Dressed to the Nines for Ninth Grade
By Cory Bordonaro, Wednesday, July 1, 2009"The clothes we select for ourselves are a better indicator of who we think we are than our faces or our bodies, which we didn't choose. Clothes are our one chance to right whatever physical wrongs God has imposed on us. They can be a mirror of what's inside, a veneer of camouflage, or a map of your aspirations." --Amy M. Spindler, New York Times Magazine
When I first read the above words as printed in the "Points to Ponder" section of Readers' Digest, I tore the page out, folded it and tucked into my journal for keeps. It was a profound truth -- one that rocked my fifteen year-old unsure and yet emerging confidence. There were countless things I stewed over that I couldn't do to alter my exterior. No matter how many crunches I did, I would never have the iron-board Demi Moore stomach I hungered after. No matter how many Pilates classes I completed faithfully, I simply would not grow to the lanky height of the video instructor and her skinny sidekicks. But, I could choose the outward expression of my interior. I could, I can always choose my clothes.
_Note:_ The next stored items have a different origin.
//! IPC client for communicating with the wakeup daemon.
//!
//! This module provides:
//! - Unix Domain Socket client
//! - Request/response handling
//! - Connection retry logic
//! - Timeout handling

use std::path::PathBuf;
use std::time::Duration;

use anyhow::{Context, Result};
use tokio::io::{AsyncReadExt, AsyncWriteExt};
use tokio::net::UnixStream;
use tokio::time::timeout;

use crate::cli::commands::{RingArgs, ScheduleArgs};
use crate::config::AlarmConfig;
use crate::dispatch::AlarmAction;
use crate::platform::SettingsSurface;
use crate::types::{now_millis, IpcRequest, IpcResponse, ScheduleParams, STATUS_ERROR};

// ============================================================================
// Constants
// ============================================================================

/// Connection timeout in seconds
const CONNECTION_TIMEOUT_SECS: u64 = 5;

/// Read/write timeout in seconds
const IO_TIMEOUT_SECS: u64 = 5;

/// Maximum response size in bytes (256KB, event polls can be large)
const MAX_RESPONSE_SIZE: usize = 262_144;

/// Maximum retry attempts
const MAX_RETRIES: u32 = 3;

/// Retry delay in milliseconds (base delay, multiplied by attempt number)
const RETRY_DELAY_MS: u64 = 500;

// ============================================================================
// IpcClient
// ============================================================================

/// IPC client for daemon communication.
pub struct IpcClient {
    /// Socket path
    socket_path: PathBuf,
    /// Connection timeout
    timeout: Duration,
}

impl IpcClient {
    /// Creates a new IPC client for the configured socket path.
    ///
    /// # Errors
    ///
    /// Returns an error if the configuration file is invalid.
    pub fn new() -> Result<Self> {
        let config = AlarmConfig::load()?;
        Ok(Self::with_socket_path(config.socket_path))
    }

    /// Creates a new IPC client with a custom socket path.
    pub fn with_socket_path(socket_path: PathBuf) -> Self {
        Self {
            socket_path,
            timeout: Duration::from_secs(CONNECTION_TIMEOUT_SECS),
        }
    }

    /// Returns the socket path.
    pub fn socket_path(&self) -> &PathBuf {
        &self.socket_path
    }

    /// Sends a schedule command to the daemon.
    pub async fn schedule(&self, args: &ScheduleArgs) -> Result<IpcResponse> {
        let fire_at_ms = match (args.at, args.after) {
            (Some(at), _) => at,
            (None, Some(after_ms)) => {
                now_millis() + i64::try_from(after_ms).context("時間が大きすぎます")?
            }
            (None, None) => anyhow::bail!("--at または --in を指定してください"),
        };

        let request = IpcRequest::Schedule {
            params: ScheduleParams {
                alarm_id: args.id.clone(),
                fire_at_ms,
                audio_ref: args.sound.clone(),
                label: args.label.clone(),
            },
        };
        self.send_request_with_retry(&request).await
    }

    /// Sends a cancel command to the daemon.
    pub async fn cancel(&self, alarm_id: &str) -> Result<IpcResponse> {
        let request = IpcRequest::Cancel {
            alarm_id: alarm_id.to_string(),
        };
        self.send_request_with_retry(&request).await
    }

    /// Sends a cancel-all command to the daemon.
    pub async fn cancel_all(&self) -> Result<IpcResponse> {
        self.send_request_with_retry(&IpcRequest::CancelAll).await
    }

    /// Sends a ring command to the daemon.
    pub async fn ring(&self, args: &RingArgs) -> Result<IpcResponse> {
        let request = IpcRequest::Ring {
            alarm_id: args.id.clone(),
            audio_ref: args.sound.clone(),
            label: args.label.clone(),
        };
        self.send_request_with_retry(&request).await
    }

    /// Sends a stop command to the daemon.
    pub async fn stop(&self) -> Result<IpcResponse> {
        self.send_request_with_retry(&IpcRequest::Stop).await
    }

    /// Sends a snooze command to the daemon.
    pub async fn snooze(&self) -> Result<IpcResponse> {
        self.send_request_with_retry(&IpcRequest::Snooze).await
    }

    /// Sends a status query to the daemon.
    pub async fn status(&self) -> Result<IpcResponse> {
        self.send_request_with_retry(&IpcRequest::Status).await
    }

    /// Sends a permissions query to the daemon.
    pub async fn permissions(&self) -> Result<IpcResponse> {
        self.send_request_with_retry(&IpcRequest::Permissions).await
    }

    /// Asks the daemon to open a settings surface.
    pub async fn open_settings(&self, surface: SettingsSurface) -> Result<IpcResponse> {
        self.send_request_with_retry(&IpcRequest::OpenSettings { surface })
            .await
    }

    /// Polls events newer than `since`.
    pub async fn events(&self, since: u64) -> Result<IpcResponse> {
        self.send_request_with_retry(&IpcRequest::Events { since })
            .await
    }

    /// Delivers an alarm action (screen control) to the daemon.
    pub async fn action(&self, action: &AlarmAction) -> Result<IpcResponse> {
        let (name, extras) = action.encode();
        let request = IpcRequest::Action {
            action: name.to_string(),
            alarm_id: extras.alarm_id,
            audio_ref: extras.audio_ref,
        };
        self.send_request_with_retry(&request).await
    }

    /// Sends a request to the daemon with retry logic.
    ///
    /// Only transport failures are retried; an error response from the
    /// daemon is returned as an error right away.
    async fn send_request_with_retry(&self, request: &IpcRequest) -> Result<IpcResponse> {
        let mut attempt = 1;
        let response = loop {
            match self.send_request(request).await {
                Ok(response) => break response,
                Err(e) if attempt < MAX_RETRIES => {
                    tracing::warn!("リクエスト失敗 (試行 {}/{}): {:#}", attempt, MAX_RETRIES, e);
                    let delay = Duration::from_millis(RETRY_DELAY_MS * u64::from(attempt));
                    tokio::time::sleep(delay).await;
                    attempt += 1;
                }
                Err(e) => return Err(e),
            }
        };

        if response.status == STATUS_ERROR {
            anyhow::bail!("{}", response.message);
        }
        Ok(response)
    }

    /// Sends a single request to the daemon.
    async fn send_request(&self, request: &IpcRequest) -> Result<IpcResponse> {
        let mut stream = timeout(self.timeout, UnixStream::connect(&self.socket_path))
            .await
            .context("接続がタイムアウトしました")?
            .context("Daemonに接続できません。'wakeup daemon' を起動してください")?;

        let request_json =
            serde_json::to_string(request).context("リクエストのシリアライズに失敗しました")?;

        timeout(
            Duration::from_secs(IO_TIMEOUT_SECS),
            stream.write_all(request_json.as_bytes()),
        )
        .await
        .context("書き込みがタイムアウトしました")?
        .context("リクエストの送信に失敗しました")?;

        timeout(Duration::from_secs(IO_TIMEOUT_SECS), stream.flush())
            .await
            .context("フラッシュがタイムアウトしました")?
            .context("フラッシュに失敗しました")?;

        // Signal end of request
        stream
            .shutdown()
            .await
            .context("シャットダウンに失敗しました")?;

        let mut buffer = Vec::with_capacity(4096);
        let n = timeout(
            Duration::from_secs(IO_TIMEOUT_SECS),
            (&mut stream)
                .take(MAX_RESPONSE_SIZE as u64)
                .read_to_end(&mut buffer),
        )
        .await
        .context("読み込みがタイムアウトしました")?
        .context("レスポンスの受信に失敗しました")?;

        if n == 0 {
            anyhow::bail!("Daemonからの応答がありませんでした");
        }

        serde_json::from_slice(&buffer).context("レスポンスのパースに失敗しました")
    }
}

// ============================================================================
// Tests
// ============================================================================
When it comes to attire, I've long been vocally pro-choice. I’ve always known what I’ve liked, period. I still hear about the stifling August afternoon that I refused to disrobe from my cupcake-appliqué Joggle sweat suit. Even at the age of three, I had an unwavering sense of style.
Before I was sixteen, I was ever-devising plans to coerce my mother into shopping trips. I'd bait her with promises to clean the house from top to bottom. Never mind the fact that I didn't have the (or any) income to support my borderline-shopaholic tendencies. I pored over Vogue pages, vying to reproduce the fashions with my own middle school interpretations. The desire to dress well only magnified with age. When I emerged on high school, my quest for couture had reached its zenith.
A pocket-sized purple notebook, nestled in my top dresser drawer, recorded my weekly schedule of outfits. Between its two worn covers is recorded every ensemble I wore during my four years at Chattahoochee High School. It still lies there, untouched since the last day of my senior year: the day I wore my white linen capris, blue and white wide-striped polo shirt, white backless topsiders with a navy blue ribbon in my hair.
Every day, every week, for four whole years, I set aside Sunday afternoons for choosing the entire weeks' picks. I reveled in those afternoons in which my closet would explode onto the surface of my bedspread, as I mixed and matched my way into the week's fashion forecast.